Les chercheurs ont étudié en détail trois cas d’enlèvements, susceptibles de constituer des disparitions forcées. Kuria*, défenseur des droits humains, a perdu connaissance après être entré dans l’enceinte du Parlement. Il a repris conscience dans une pièce sombre gardée par deux hommes. Il a déclaré aux chercheurs qu’il avait été interrogé au sujet du financement et du soutien aux manifestations ; ces hommes l’ont ensuite embarqué dans un véhicule les yeux bandés et l’ont jeté au bord de la route à Nairobi. Kuria a été détenu pendant plus de 24 heures. Selon le témoignage de deux autres jeunes leaders, des hommes non identifiés les ont kidnappés dans la rue alors qu’ils manifestaient devant le Parlement, avant de les forcer à monter dans des véhicules. Ils ont été relâchés plus d’un jour après. Les actions de la police violent l’article 49 de la Constitution, qui protège les droits des personnes interpellées.

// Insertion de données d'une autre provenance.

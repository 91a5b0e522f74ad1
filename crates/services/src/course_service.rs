use std::collections::HashMap;
use std::fmt;
use std::sync::{Arc, Mutex, PoisonError};

use course_core::model::{CourseStep, StepId};
use storage::repository::StepSource;
use tokio::task::JoinHandle;
use tracing::{debug, info, instrument, warn};

use crate::error::CourseLoadError;
use crate::latency::Latency;

/// Resolves step payloads by index, caching them by derived step id.
///
/// One instance is built by the composition root and shared for the life of the
/// process. Cached payloads are handed out as the same `Arc` on every hit.
pub struct CourseService {
    source: Arc<dyn StepSource>,
    latency: Arc<dyn Latency>,
    cache: Mutex<HashMap<StepId, Arc<CourseStep>>>,
}

impl CourseService {
    #[must_use]
    pub fn new(source: Arc<dyn StepSource>, latency: Arc<dyn Latency>) -> Self {
        Self {
            source,
            latency,
            cache: Mutex::new(HashMap::new()),
        }
    }

    #[must_use]
    pub fn step_count(&self) -> usize {
        self.source.step_count()
    }

    #[must_use]
    pub fn is_cached(&self, index: usize) -> bool {
        self.cached(&StepId::for_index(index)).is_some()
    }

    fn cached(&self, key: &StepId) -> Option<Arc<CourseStep>> {
        self.cache
            .lock()
            .unwrap_or_else(PoisonError::into_inner)
            .get(key)
            .cloned()
    }

    /// Load the step at `index`, waiting out the configured latency.
    ///
    /// # Errors
    ///
    /// Returns `CourseLoadError::StepNotFound` if the source has no step at `index`,
    /// or `CourseLoadError::LoadFailure` if the source fails.
    #[instrument(skip(self), fields(step = index + 1))]
    pub async fn load_step(&self, index: usize) -> Result<Arc<CourseStep>, CourseLoadError> {
        let key = StepId::for_index(index);

        if let Some(hit) = self.cached(&key) {
            debug!("step served from cache");
            tokio::time::sleep(self.latency.cached()).await;
            return Ok(hit);
        }

        let step = self
            .source
            .fetch_step(index)
            .await
            .map_err(|source| CourseLoadError::LoadFailure { index, source })?
            .ok_or(CourseLoadError::StepNotFound { index })?;

        tokio::time::sleep(self.latency.fresh()).await;

        // A concurrent load of the same step may have finished first; keep its value.
        let step = {
            let mut cache = self.cache.lock().unwrap_or_else(PoisonError::into_inner);
            Arc::clone(cache.entry(key).or_insert_with(|| Arc::new(step)))
        };
        info!(kind = step.kind().as_str(), title = step.title(), "step loaded");
        Ok(step)
    }

    /// Load the step after `index` so it is cached before the learner reaches it.
    ///
    /// Does nothing past the last step.
    ///
    /// # Errors
    ///
    /// Propagates the `CourseLoadError` of the underlying load.
    pub async fn preload_next_step(&self, index: usize) -> Result<(), CourseLoadError> {
        let next = index + 1;
        if next >= self.source.step_count() {
            return Ok(());
        }
        self.load_step(next).await.map(|_| ())
    }

    /// Fire-and-forget variant of `preload_next_step`; failures are logged.
    pub fn spawn_preload(self: &Arc<Self>, index: usize) -> JoinHandle<()> {
        let service = Arc::clone(self);
        tokio::spawn(async move {
            if let Err(err) = service.preload_next_step(index).await {
                warn!(error = %err, "prefetch failed");
            }
        })
    }
}

impl fmt::Debug for CourseService {
    fn fmt(&self, f: &mut fmt::Formatter<'_>) -> fmt::Result {
        let cached = self
            .cache
            .lock()
            .unwrap_or_else(PoisonError::into_inner)
            .len();
        f.debug_struct("CourseService")
            .field("steps", &self.source.step_count())
            .field("cached", &cached)
            .field("latency", &self.latency)
            .finish_non_exhaustive()
    }
}

//
// ─── TESTS ─────────────────────────────────────────────────────────────────────
//

#[cfg(test)]
mod tests {
    use super::*;
    use crate::latency::{FixedLatency, SimulatedLatency};
    use async_trait::async_trait;
    use std::sync::atomic::{AtomicUsize, Ordering};
    use std::time::Duration;
    use storage::StaticCatalog;
    use storage::repository::StorageError;
    use tokio::time::Instant;

    fn service(latency: Arc<dyn Latency>) -> CourseService {
        CourseService::new(Arc::new(StaticCatalog::bundled().unwrap()), latency)
    }

    #[derive(Debug, Default)]
    struct CountingSource {
        fetches: AtomicUsize,
    }

    #[async_trait]
    impl StepSource for CountingSource {
        fn step_count(&self) -> usize {
            1
        }

        async fn fetch_step(&self, index: usize) -> Result<Option<CourseStep>, StorageError> {
            self.fetches.fetch_add(1, Ordering::SeqCst);
            let catalog = StaticCatalog::bundled()?;
            Ok(catalog.steps().get(index).cloned())
        }
    }

    struct BrokenSource;

    #[async_trait]
    impl StepSource for BrokenSource {
        fn step_count(&self) -> usize {
            4
        }

        async fn fetch_step(&self, _index: usize) -> Result<Option<CourseStep>, StorageError> {
            Err(StorageError::Connection("offline".into()))
        }
    }

    #[tokio::test(start_paused = true)]
    async fn second_load_is_cached_and_faster() {
        let svc = service(Arc::new(SimulatedLatency::default()));

        let start = Instant::now();
        let first = svc.load_step(1).await.unwrap();
        let first_wait = start.elapsed();

        let start = Instant::now();
        let second = svc.load_step(1).await.unwrap();
        let second_wait = start.elapsed();

        assert!(Arc::ptr_eq(&first, &second));
        assert!(first_wait >= Duration::from_millis(800));
        assert_eq!(second_wait, Duration::from_millis(300));
        assert!(second_wait < first_wait);
    }

    #[tokio::test]
    async fn cache_hit_skips_the_source() {
        let source = Arc::new(CountingSource::default());
        let svc = CourseService::new(source.clone(), Arc::new(FixedLatency::instant()));

        svc.load_step(0).await.unwrap();
        svc.load_step(0).await.unwrap();

        assert_eq!(source.fetches.load(Ordering::SeqCst), 1);
    }

    #[tokio::test]
    async fn missing_step_is_not_found() {
        let svc = service(Arc::new(FixedLatency::instant()));
        let err = svc.load_step(7).await.unwrap_err();
        assert!(matches!(err, CourseLoadError::StepNotFound { index: 7 }));
        assert!(!svc.is_cached(7));
    }

    #[tokio::test]
    async fn source_failure_is_load_failure_and_not_cached() {
        let svc = CourseService::new(Arc::new(BrokenSource), Arc::new(FixedLatency::instant()));
        let err = svc.load_step(0).await.unwrap_err();
        assert!(matches!(err, CourseLoadError::LoadFailure { index: 0, .. }));
        assert!(!svc.is_cached(0));
    }

    #[tokio::test]
    async fn preload_caches_next_step_only() {
        let svc = service(Arc::new(FixedLatency::instant()));
        svc.preload_next_step(0).await.unwrap();
        assert!(!svc.is_cached(0));
        assert!(svc.is_cached(1));
    }

    #[tokio::test]
    async fn preload_past_last_step_is_noop() {
        let svc = service(Arc::new(FixedLatency::instant()));
        svc.preload_next_step(3).await.unwrap();
        assert!(!svc.is_cached(4));
    }

    #[tokio::test(start_paused = true)]
    async fn spawned_preload_does_not_block_caller() {
        let svc = Arc::new(service(Arc::new(SimulatedLatency::default())));

        let start = Instant::now();
        let handle = svc.spawn_preload(0);
        assert_eq!(start.elapsed(), Duration::ZERO);
        assert!(!svc.is_cached(1));

        handle.await.unwrap();
        assert!(svc.is_cached(1));
    }
}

« Les autorités kenyanes doivent mener des enquêtes rapides, approfondies et indépendantes sur toutes les violations des droits humains commises dans le cadre des manifestations, notamment les homicides de manifestants, et amener les responsables à rendre des comptes. Les victimes et les familles des personnes tuées du fait de l’utilisation illégale de la force par la police doivent recevoir des réparations », a déclaré Grace Wangechi, directrice de l’Independent Medical Legal Unit (IMLU).
Il importe de souligner que le gouvernement n’a pas défini de lignes directrices ni de calendrier pour le déploiement de l’armée kényane en vue de protéger les infrastructures essentielles à la suite des manifestations du 25 juin. Ce manquement enfreint les normes internationales relatives aux droits humains et fait l’objet d’une ordonnance de la Haute Cour dans l’affaire Law Society of Kenya c. Attorney General & 4 others (Pétition E307 de 2024) [2024] KEHC 7702 (KLR) (Droits constitutionnels et humains) (27 juin 2024) (Décision). Nous appelons le gouvernement à publier au journal officiel la révocation du déploiement de l’armée kényane.
* Pour préserver l’anonymat de ces personnes, leurs prénoms ont été modifiés.